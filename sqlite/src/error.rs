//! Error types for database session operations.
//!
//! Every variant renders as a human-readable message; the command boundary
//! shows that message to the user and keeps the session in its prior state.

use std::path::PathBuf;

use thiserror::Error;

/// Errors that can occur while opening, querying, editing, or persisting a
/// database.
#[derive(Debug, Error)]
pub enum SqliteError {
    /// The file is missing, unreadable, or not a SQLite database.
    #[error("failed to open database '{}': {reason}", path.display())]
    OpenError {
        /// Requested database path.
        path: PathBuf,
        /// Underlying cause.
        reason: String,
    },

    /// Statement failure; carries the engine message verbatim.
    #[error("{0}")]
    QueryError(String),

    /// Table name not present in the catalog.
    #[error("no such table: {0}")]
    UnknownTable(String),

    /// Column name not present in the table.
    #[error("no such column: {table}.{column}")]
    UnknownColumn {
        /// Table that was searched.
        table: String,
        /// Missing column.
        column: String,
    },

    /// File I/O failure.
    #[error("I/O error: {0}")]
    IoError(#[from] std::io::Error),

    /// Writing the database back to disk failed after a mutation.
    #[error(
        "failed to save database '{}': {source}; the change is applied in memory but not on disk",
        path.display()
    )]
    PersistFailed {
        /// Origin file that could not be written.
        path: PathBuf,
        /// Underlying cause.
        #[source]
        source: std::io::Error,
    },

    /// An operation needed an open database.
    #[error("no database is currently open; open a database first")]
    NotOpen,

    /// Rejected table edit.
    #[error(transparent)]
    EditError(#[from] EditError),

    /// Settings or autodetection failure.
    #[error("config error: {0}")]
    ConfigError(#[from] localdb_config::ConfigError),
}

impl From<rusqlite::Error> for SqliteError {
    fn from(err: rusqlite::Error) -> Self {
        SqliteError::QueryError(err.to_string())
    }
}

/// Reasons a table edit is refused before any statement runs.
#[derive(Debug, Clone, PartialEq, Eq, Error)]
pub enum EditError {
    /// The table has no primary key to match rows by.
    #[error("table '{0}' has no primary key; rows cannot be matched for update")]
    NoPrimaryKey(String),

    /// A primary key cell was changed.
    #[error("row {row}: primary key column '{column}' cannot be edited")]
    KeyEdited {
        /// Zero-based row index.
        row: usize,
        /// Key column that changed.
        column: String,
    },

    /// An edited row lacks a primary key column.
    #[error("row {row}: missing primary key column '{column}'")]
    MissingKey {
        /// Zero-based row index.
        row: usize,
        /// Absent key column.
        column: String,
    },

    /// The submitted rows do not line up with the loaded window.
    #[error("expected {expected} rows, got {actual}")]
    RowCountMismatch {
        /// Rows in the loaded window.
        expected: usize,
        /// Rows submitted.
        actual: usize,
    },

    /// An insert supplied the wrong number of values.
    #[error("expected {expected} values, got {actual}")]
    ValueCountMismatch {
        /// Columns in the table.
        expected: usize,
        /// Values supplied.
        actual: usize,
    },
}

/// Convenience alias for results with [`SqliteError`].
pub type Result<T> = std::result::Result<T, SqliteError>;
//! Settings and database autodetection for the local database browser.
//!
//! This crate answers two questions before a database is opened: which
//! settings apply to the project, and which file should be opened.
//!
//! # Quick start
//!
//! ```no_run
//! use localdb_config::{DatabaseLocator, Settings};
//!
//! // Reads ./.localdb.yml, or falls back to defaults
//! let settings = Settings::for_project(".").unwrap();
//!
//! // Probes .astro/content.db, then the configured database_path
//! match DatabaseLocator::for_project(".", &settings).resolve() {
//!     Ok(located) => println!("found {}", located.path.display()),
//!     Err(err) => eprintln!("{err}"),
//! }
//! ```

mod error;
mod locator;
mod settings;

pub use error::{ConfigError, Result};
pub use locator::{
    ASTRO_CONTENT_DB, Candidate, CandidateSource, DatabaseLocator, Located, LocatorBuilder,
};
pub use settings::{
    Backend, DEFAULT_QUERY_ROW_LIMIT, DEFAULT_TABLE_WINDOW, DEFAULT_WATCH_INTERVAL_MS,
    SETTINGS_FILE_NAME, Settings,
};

» TO DO
Give the number of lines in the entries that include the string "session", and nothing more.

» SOLUTION TO THIS EXERCISE
2